Professor Alastair Pearce leads Working with Creatives, the consultancy that helps organisations facilitate the creativity of their employees.

Before starting this business he worked as an academic for Oxford University. Then, in both Europe and south east Asia, as the leader of colleges specialising in preparing students for careers as creative people. Wherever he went, and whichever discipline was the focus, the creative professionals he worked with tended to display similar interpersonal characteristics reflecting great creatively, but sometimes making them tricky to work alongside or manage. This is the origin of his book The Characters of Creativity (published Spring 2023).

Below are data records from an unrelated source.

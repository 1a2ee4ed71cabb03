//! Chunked-file engine: a seekable, position-tracked stream over an
//! ordered sequence of chunk documents.

use crate::error::{Error, Result};
use crate::gridfs::chunk::Chunk;
use crate::gridfs::collection::{Collection, Database};
use bson::{doc, Bson, Document};
use chrono::{DateTime, Utc};

pub const DEFAULT_CHUNK_SIZE: usize = 262_144;
pub const DEFAULT_CONTENT_TYPE: &str = "text/plain";

/// `"r" | "w" | "w+"` as a closed, tagged variant rather than a string.
#[derive(Debug, Clone, Copy, PartialEq, Eq)]
pub enum Mode {
    Read,
    Write,
    WritePlus,
}

impl Mode {
    pub fn parse(raw: &str) -> Result<Self> {
        match raw {
            "r" => Ok(Mode::Read),
            "w" => Ok(Mode::Write),
            "w+" => Ok(Mode::WritePlus),
            other => Err(Error::GridError(format!("unrecognized file mode '{other}'"))),
        }
    }

    fn is_write(self) -> bool {
        matches!(self, Mode::Write | Mode::WritePlus)
    }
}

/// Absolute offset, the chunk under construction or last fetched, and
/// the offset within that chunk's data.
struct CursorState {
    file_position: u64,
    current_chunk: Chunk,
    chunk_position: usize,
}

/// Open-time options.
pub struct OpenOptions {
    pub chunk_size: usize,
    pub content_type: String,
    pub files_id: Option<Bson>,
    pub metadata: Option<Document>,
    /// Extra selector fields merged into the `files` lookup alongside
    /// `filename`, so a caller can disambiguate same-named files.
    pub criteria: Document,
}

impl Default for OpenOptions {
    fn default() -> Self {
        OpenOptions {
            chunk_size: DEFAULT_CHUNK_SIZE,
            content_type: DEFAULT_CONTENT_TYPE.to_string(),
            files_id: None,
            metadata: None,
            criteria: Document::new(),
        }
    }
}

pub struct ChunkedFile<'a> {
    files: &'a dyn Collection,
    chunks: &'a dyn Collection,
    db: &'a dyn Database,

    filename: String,
    mode: Mode,
    files_id: Bson,
    chunk_size: usize,
    content_type: String,
    metadata: Option<Document>,
    length: u64,
    upload_date: Option<DateTime<Utc>>,
    existing: bool,

    cursor: CursorState,
}

impl<'a> ChunkedFile<'a> {
    /// Open `filename` against `(files, chunks)` in `mode`.
    pub fn open(
        files: &'a dyn Collection,
        chunks: &'a dyn Collection,
        db: &'a dyn Database,
        filename: &str,
        mode_str: &str,
        options: OpenOptions,
    ) -> Result<Self> {
        let mode = Mode::parse(mode_str)?;

        let mut selector = options.criteria.clone();
        selector.insert("filename", filename);
        let existing_doc = files.find_one(&selector)?;

        let (files_id, chunk_size, content_type, metadata, length, upload_date, existing) =
            match &existing_doc {
                Some(doc) => {
                    let files_id = doc
                        .get("_id")
                        .cloned()
                        .ok_or_else(|| Error::GridError("files document missing _id".to_string()))?;
                    let chunk_size = doc
                        .get_i64("chunkSize")
                        .map(|v| v as usize)
                        .unwrap_or(options.chunk_size);
                    let content_type = doc
                        .get_str("contentType")
                        .map(|s| s.to_string())
                        .unwrap_or_else(|_| options.content_type.clone());
                    let metadata = doc.get_document("metadata").ok().cloned();
                    let length = doc.get_i64("length").map(|v| v as u64).unwrap_or(0);
                    let upload_date = doc.get_datetime("uploadDate").ok().map(|d| d.to_chrono());
                    (files_id, chunk_size, content_type, metadata, length, upload_date, true)
                }
                None => {
                    let files_id = options
                        .files_id
                        .clone()
                        .unwrap_or_else(|| Bson::ObjectId(bson::oid::ObjectId::new()));
                    (
                        files_id,
                        options.chunk_size,
                        options.content_type.clone(),
                        options.metadata.clone(),
                        0,
                        None,
                        false,
                    )
                }
            };

        let cursor = match mode {
            Mode::Read => {
                if !existing {
                    return Err(Error::GridError(format!(
                        "no such file '{filename}' to open for reading"
                    )));
                }
                let current_chunk = get_chunk(chunks, &files_id, 0)?
                    .unwrap_or_else(|| Chunk::new(files_id.clone(), 0));
                CursorState {
                    file_position: 0,
                    current_chunk,
                    chunk_position: 0,
                }
            }
            Mode::Write => {
                chunks.remove(&doc! { "files_id": files_id.clone() })?;
                ensure_chunk_index(chunks)?;
                CursorState {
                    file_position: 0,
                    current_chunk: Chunk::new(files_id.clone(), 0),
                    chunk_position: 0,
                }
            }
            Mode::WritePlus => {
                ensure_chunk_index(chunks)?;
                let last = last_chunk(chunks, &files_id)?;
                let current_chunk = match last {
                    Some(chunk) => chunk,
                    None => Chunk::new(files_id.clone(), 0),
                };
                let chunk_position = current_chunk.data.len();
                CursorState {
                    file_position: length,
                    current_chunk,
                    chunk_position,
                }
            }
        };

        Ok(ChunkedFile {
            files,
            chunks,
            db,
            filename: filename.to_string(),
            mode,
            files_id,
            chunk_size,
            content_type,
            metadata,
            length,
            upload_date,
            existing,
            cursor,
        })
    }

    pub fn tell(&self) -> u64 {
        self.cursor.file_position
    }

    /// `length == None` with the cursor at the start is the whole-file
    /// fast path; otherwise bytes are accumulated starting at the current
    /// position, advancing across chunk boundaries as needed.
    pub fn read(&mut self, length: Option<usize>) -> Result<Vec<u8>> {
        if length == Some(0) {
            return Ok(Vec::new());
        }

        if length.is_none() && self.cursor.file_position == 0 {
            let last_n = self.last_chunk_number();
            let mut out = self.cursor.current_chunk.data.clone();
            while self.cursor.current_chunk.n < last_n {
                let next = get_chunk(self.chunks, &self.files_id, self.cursor.current_chunk.n + 1)?
                    .ok_or_else(|| {
                        Error::ConnectionFailure(format!(
                            "missing chunk {} for file '{}'",
                            self.cursor.current_chunk.n + 1,
                            self.filename
                        ))
                    })?;
                out.extend_from_slice(&next.data);
                self.cursor.current_chunk = next;
            }
            self.cursor.file_position = self.length;
            self.cursor.chunk_position = self.cursor.current_chunk.data.len();
            return Ok(out);
        }

        let mut remaining = length.unwrap_or(usize::MAX);
        let mut out = Vec::new();

        loop {
            if remaining == 0 {
                break;
            }
            let available = self.cursor.current_chunk.data.len().saturating_sub(self.cursor.chunk_position);
            if available == 0 {
                let next_n = self.cursor.current_chunk.n + 1;
                match get_chunk(self.chunks, &self.files_id, next_n)? {
                    Some(next) => {
                        self.cursor.current_chunk = next;
                        self.cursor.chunk_position = 0;
                        continue;
                    }
                    None => break, // past the final chunk: return what we have
                }
            }
            let take = available.min(remaining);
            let start = self.cursor.chunk_position;
            out.extend_from_slice(&self.cursor.current_chunk.data[start..start + take]);
            self.cursor.chunk_position += take;
            self.cursor.file_position += take as u64;
            remaining -= take;
        }

        Ok(out)
    }

    /// Append `bytes` to the file. Requires a write mode.
    pub fn write(&mut self, bytes: &[u8]) -> Result<usize> {
        if !self.mode.is_write() {
            return Err(Error::GridError("write requires mode 'w' or 'w+'".to_string()));
        }

        let mut remaining = bytes;
        let mut written = 0;

        while !remaining.is_empty() {
            if self.cursor.chunk_position == self.chunk_size {
                self.persist_current_chunk()?;
                self.cursor.current_chunk = Chunk::new(self.files_id.clone(), self.cursor.current_chunk.n + 1);
                self.cursor.chunk_position = 0;
            }

            let room = self.chunk_size - self.cursor.chunk_position;
            let take = room.min(remaining.len());
            self.cursor.current_chunk.data.extend_from_slice(&remaining[..take]);
            self.cursor.chunk_position += take;
            self.cursor.file_position += take as u64;
            written += take;
            remaining = &remaining[take..];

            self.persist_current_chunk()?;
        }

        Ok(written)
    }

    /// Seek within a read-mode file.
    pub fn seek(&mut self, pos: i64, whence: SeekFrom) -> Result<u64> {
        if self.mode.is_write() {
            return Err(Error::GridError("seek is not permitted in write mode".to_string()));
        }

        let base: i64 = match whence {
            SeekFrom::Start => 0,
            SeekFrom::Current => self.cursor.file_position as i64,
            SeekFrom::End => self.length as i64,
        };
        let target = base + pos;
        if target < 0 {
            return Err(Error::ArgumentError("seek target is negative".to_string()));
        }
        let target = target as u64;

        let target_n = (target / self.chunk_size as u64) as i64;
        if target_n != self.cursor.current_chunk.n {
            let chunk = get_chunk(self.chunks, &self.files_id, target_n)?
                .unwrap_or_else(|| Chunk::new(self.files_id.clone(), target_n));
            self.cursor.current_chunk = chunk;
        }
        self.cursor.file_position = target;
        self.cursor.chunk_position = (target % self.chunk_size as u64) as usize;
        Ok(self.cursor.file_position)
    }

    /// Finalize metadata on close. A no-op in read mode.
    pub fn close(mut self) -> Result<()> {
        if !self.mode.is_write() {
            return Ok(());
        }

        self.length = self.cursor.current_chunk.n as u64 * self.chunk_size as u64
            + self.cursor.chunk_position as u64;

        let upload_date = self.upload_date.unwrap_or_else(chrono::Utc::now);
        self.upload_date = Some(upload_date);

        let md5 = self.request_md5()?;

        let files_doc = doc! {
            "_id": self.files_id.clone(),
            "filename": self.filename.clone(),
            "contentType": self.content_type.clone(),
            "length": self.length as i64,
            "chunkSize": self.chunk_size as i64,
            "uploadDate": bson::DateTime::from_chrono(upload_date),
            "aliases": Bson::Null,
            "metadata": self.metadata.clone().unwrap_or_default(),
            "md5": md5,
        };

        if self.existing {
            self.files.remove(&doc! { "_id": self.files_id.clone() })?;
        }
        self.files.insert(&files_doc)?;
        Ok(())
    }

    fn persist_current_chunk(&self) -> Result<()> {
        self.chunks
            .remove(&Chunk::selector(&self.files_id, self.cursor.current_chunk.n))?;
        self.chunks.insert(&self.cursor.current_chunk.to_document())?;
        Ok(())
    }

    fn last_chunk_number(&self) -> i64 {
        if self.length == 0 {
            0
        } else {
            ((self.length - 1) / self.chunk_size as u64) as i64
        }
    }

    fn request_md5(&self) -> Result<String> {
        let reply = self.db.command(&doc! {
            "filemd5": self.files_id.clone(),
            "root": "fs",
        })?;
        reply
            .get_str("md5")
            .map(|s| s.to_string())
            .map_err(|_| Error::ConnectionFailure("filemd5 command returned no digest".to_string()))
    }
}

Professor Pearce recognises that creativity is not limited to the ‘creative industries’ but lies at the heart of all organisations that seek to survive and thrive into the future.

Enrique Martínez

As the founder of Muchieast LLC, Enrique helps mission-driven and public-interest organizations build creative capacity as a consultant, advisor, curriculum designer and facilitator. Some of his recent engagements include the Paraguay Mission of the U.S. Agency for International Development, Humana Inc. and the Prime Minister’s Office, U.A.E.

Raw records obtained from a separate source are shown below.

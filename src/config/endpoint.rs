//! Endpoints, node sets, and saved authentications.

use crate::error::{Error, Result};

pub const DEFAULT_HOST: &str = "localhost";
pub const DEFAULT_PORT: u16 = 27017;

/// A single `(host, port)` pair.
#[derive(Debug, Clone, PartialEq, Eq, Hash)]
pub struct Endpoint {
    pub host: String,
    pub port: u16,
}

impl Endpoint {
    pub fn new(host: impl Into<String>, port: u16) -> Self {
        Endpoint {
            host: host.into(),
            port,
        }
    }

    pub fn default_endpoint() -> Self {
        Endpoint::new(DEFAULT_HOST, DEFAULT_PORT)
    }
}

impl Default for Endpoint {
    fn default() -> Self {
        Endpoint::default_endpoint()
    }
}

/// A non-empty ordered sequence of one or two endpoints. A length-2 set
/// is a pair: at most one member is master at any moment.
#[derive(Debug, Clone)]
pub struct NodeSet {
    endpoints: Vec<Endpoint>,
}

impl NodeSet {
    pub fn single(endpoint: Endpoint) -> Self {
        NodeSet {
            endpoints: vec![endpoint],
        }
    }

    /// Build a pair from exactly two endpoints.
    pub fn pair(a: Endpoint, b: Endpoint) -> Self {
        NodeSet {
            endpoints: vec![a, b],
        }
    }

    /// Build from an arbitrary non-empty vec of endpoints of length 1 or 2.
    pub fn new(endpoints: Vec<Endpoint>) -> Result<Self> {
        match endpoints.len() {
            1 | 2 => Ok(NodeSet { endpoints }),
            n => Err(Error::ArgumentError(format!(
                "node set must have 1 or 2 endpoints, got {n}"
            ))),
        }
    }

    pub fn is_paired(&self) -> bool {
        self.endpoints.len() == 2
    }

    pub fn iter(&self) -> impl Iterator<Item = &Endpoint> {
        self.endpoints.iter()
    }

    pub fn len(&self) -> usize {
        self.endpoints.len()
    }

    pub fn is_empty(&self) -> bool {
        false
    }
}

/// A `(db_name, username, password)` triple. The saved-auth list is a set
/// keyed by `db_name`: adding an auth for an existing `db_name` replaces it.
#[derive(Debug, Clone)]
pub struct SavedAuth {
    pub db_name: String,
    pub username: String,
    pub password: String,
}

/// Insertion-ordered set of saved auths, keyed by `db_name`.
#[derive(Debug, Clone, Default)]
pub struct SavedAuthList {
    auths: Vec<SavedAuth>,
}

impl SavedAuthList {
    pub fn new() -> Self {
        SavedAuthList::default()
    }

    /// Add an auth, replacing any existing entry for the same `db_name`
    /// in place so insertion order of the remaining entries is preserved.
    pub fn add(&mut self, auth: SavedAuth) {
        if let Some(existing) = self.auths.iter_mut().find(|a| a.db_name == auth.db_name) {
            *existing = auth;
        } else {
            self.auths.push(auth);
        }
    }

    pub fn remove(&mut self, db_name: &str) {
        self.auths.retain(|a| a.db_name != db_name);
    }

    pub fn clear(&mut self) {
        self.auths.clear();
    }

    pub fn iter(&self) -> impl Iterator<Item = &SavedAuth> {
        self.auths.iter()
    }
}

Previously, Enrique was a Human Innovation Fellow with the U.S. Office of Personnel Management in Washington. His work in the U.S. federal government challenged the (unsolicited) advice he received, on his first day, from a higher-ranking agency official: “bureaucrats are not really creative people.”

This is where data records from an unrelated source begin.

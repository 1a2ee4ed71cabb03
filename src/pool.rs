//! Bounded socket pool: check-out/check-in discipline with blocking wait
//! and timeout.
//!
//! `|sockets| <= pool_size` and `checked_out <= sockets` at every instant.
//! Sockets are created lazily against whatever endpoint `connect_fn`
//! resolves to at the moment of creation (the connector keeps that
//! pointed at the current master).

use crate::error::{Error, Result};
use std::net::TcpStream;
use std::sync::{Condvar, Mutex};
use std::time::{Duration, Instant};
use tracing::debug;

pub const DEFAULT_POOL_SIZE: usize = 1;
pub const DEFAULT_TIMEOUT_SECONDS: f64 = 5.0;

/// A socket checked out of the pool. Must be returned via
/// [`Pool::checkin`] on every exit path, success or failure.
pub struct CheckedOut {
    pub stream: TcpStream,
    generation: u64,
}

struct PoolState {
    idle: Vec<TcpStream>,
    checked_out: usize,
    /// Bumped on every teardown so stray check-ins from sockets belonging
    /// to a prior generation are silently dropped instead of re-pooled.
    generation: u64,
}

pub struct Pool {
    state: Mutex<PoolState>,
    cond: Condvar,
    pool_size: usize,
    timeout: Duration,
}

impl Pool {
    pub fn new(pool_size: usize, timeout: Duration) -> Self {
        Pool {
            state: Mutex::new(PoolState {
                idle: Vec::new(),
                checked_out: 0,
                generation: 0,
            }),
            cond: Condvar::new(),
            pool_size: pool_size.max(1),
            timeout,
        }
    }

    /// Check out a socket, opening a fresh one via `connect_fn` if the
    /// pool has not yet reached `pool_size`, else waiting for one to be
    /// checked back in. Fails with [`Error::ConnectionTimeout`] if the
    /// wait exceeds the configured timeout.
    pub fn checkout(&self, connect_fn: impl Fn() -> Result<TcpStream>) -> Result<CheckedOut> {
        let start = Instant::now();
        let mut guard = self.state.lock().expect("pool mutex poisoned");

        loop {
            if let Some(stream) = guard.idle.pop() {
                guard.checked_out += 1;
                debug!(
                    checked_out = guard.checked_out,
                    idle = guard.idle.len(),
                    "checkout: reused idle socket"
                );
                return Ok(CheckedOut {
                    stream,
                    generation: guard.generation,
                });
            }

            let total = guard.idle.len() + guard.checked_out;
            if total < self.pool_size {
                let generation = guard.generation;
                // Connecting can block; release the lock while we dial out
                // so other checkouts/checkins are not starved.
                drop(guard);
                let stream = connect_fn()?;
                guard = self.state.lock().expect("pool mutex poisoned");
                if guard.generation != generation {
                    // Torn down while we were connecting; the freshly
                    // opened socket belongs to a dead generation.
                    drop(stream);
                    continue;
                }
                guard.checked_out += 1;
                debug!(
                    checked_out = guard.checked_out,
                    idle = guard.idle.len(),
                    "checkout: opened new socket"
                );
                return Ok(CheckedOut {
                    stream,
                    generation,
                });
            }

            let elapsed = start.elapsed();
            if elapsed >= self.timeout {
                debug!(pool_size = self.pool_size, "checkout: timed out");
                return Err(Error::ConnectionTimeout);
            }
            let (g, _timed_out) = self
                .cond
                .wait_timeout(guard, self.timeout - elapsed)
                .expect("pool condvar poisoned");
            guard = g;
            // Loop back to the top: re-check for an idle socket or room
            // to open a new one, and re-evaluate the deadline either way.
        }
    }

    /// Return a socket to the pool. A no-op if the pool has been torn
    /// down since this socket was checked out.
    pub fn checkin(&self, socket: CheckedOut) {
        let mut guard = self.state.lock().expect("pool mutex poisoned");
        guard.checked_out = guard.checked_out.saturating_sub(1);
        if socket.generation == guard.generation {
            guard.idle.push(socket.stream);
        }
        debug!(
            checked_out = guard.checked_out,
            idle = guard.idle.len(),
            "checkin"
        );
        self.cond.notify_one();
    }

    /// Close every pooled socket and bump the generation so outstanding
    /// checkouts cannot be re-pooled. Called on any I/O failure.
    pub fn teardown(&self) {
        let mut guard = self.state.lock().expect("pool mutex poisoned");
        guard.idle.clear();
        guard.checked_out = 0;
        guard.generation += 1;
        debug!(generation = guard.generation, "pool torn down");
        self.cond.notify_all();
    }

    pub fn sockets_len(&self) -> usize {
        let guard = self.state.lock().expect("pool mutex poisoned");
        guard.idle.len() + guard.checked_out
    }

    pub fn checked_out_len(&self) -> usize {
        let guard = self.state.lock().expect("pool mutex poisoned");
        guard.checked_out
    }
}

In his roles as Director of Design Education with The Lab at OPM and Leadership Development faculty member of the Federal Executive Institute, he led the design and implementation of an ambitious curriculum that tapped into the creative potential of the U.S. federal workforce and inspired new opportunities for creative leadership in the public sector.

Enrique was a Senior Critic at the Rhode Island School of Design, a visiting professor at the American University of Sharjah and a guest lecturer in universities around the world. Currently, he lectures on the value of diagramming policy at Harvard and Georgetown Law Schools.

Inês Ayer

A humanist designer with a 360º approach to problem solving. Inês uses design as a shifter of society, through visual identity, concept and community. She graduated in 2016 from the Faculty of Fine Arts of the University of Lisbon in the Communication Design course, where in the final year she was part of the development team of the finalist exhibition and collaborated with the atelier TVM designers. In 2017 she left for Berlin to do an internship at Superunion. After this period in Germany she decides to embark on a volunteer project at a school in Thailand. On her return to Portugal, she came back with greater motivation to invest in new social initiatives such as Decoding Creativity Barcelona, High Potentials ADCE, The Design Kids Lisbon, OFFF Academy powered by Adobe, Próxima Geração Apolitical Academy, Girls in Tech Columbia University and United Nations SDG. Programs that influenced and defined her path to build her independent design atelier, founding Studio Ayer in 2019, a practice that in 3 years of existence has already collaborated with 12 countries in building +80 projects.

Currently she is based in New York developing her master thesis focused on reducing neonatal mortality in racial disparity contexts. She keeps her scope of interests broad with a keen interest in culture and engineering biotech. Advocating to generate discussions about democracy, climate change and social equity.